→ **What to do**: Nothing but an exact copy of the records below counts as the answer.

++++ Material for the task ++++

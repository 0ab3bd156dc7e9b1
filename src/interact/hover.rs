use crate::scene::{CountyContext, RenderContext};

use super::Tooltip;

impl RenderContext {
    /// Pointer entered `county` at page position `page`.
    ///
    /// Returns whether the tooltip changed. A county without a record leaves
    /// the tooltip exactly as it was, previous text included.
    pub fn pointer_enter(&self, tooltip: &mut Tooltip, county: &CountyContext, page: (f64, f64)) -> bool {
        let Some(record) = county.fips().and_then(|fips| self.data().get(fips)) else {
            tracing::trace!(id = ?county.id, "hover without record");
            return false;
        };
        tooltip.show(record, page, self.config().tooltip_offset);
        true
    }

    /// Pointer left a county: hide the tooltip whatever it showed.
    pub fn pointer_leave(&self, tooltip: &mut Tooltip) {
        tooltip.hide();
    }
}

++++

→ **The completed task**:
repository 0ab3bd156dc7e9b1
filename src/interact/hover.rs
use crate::scene::{CountyContext, RenderContext};

use super::Tooltip;

impl RenderContext {
    /// Pointer entered `county` at page position `page`.
    ///
    /// Returns whether the tooltip changed. A county without a record leaves
    /// the tooltip exactly as it was, previous text included.
    pub fn pointer_enter(&self, tooltip: &mut Tooltip, county: &CountyContext, page: (f64, f64)) -> bool {
        let Some(record) = county.fips().and_then(|fips| self.data().get(fips)) else {
            tracing::trace!(id = ?county.id, "hover without record");
            return false;
        };
        tooltip.show(record, page, self.config().tooltip_offset);
        true
    }

    /// Pointer left a county: hide the tooltip whatever it showed.
    pub fn pointer_leave(&self, tooltip: &mut Tooltip) {
        tooltip.hide();
    }
}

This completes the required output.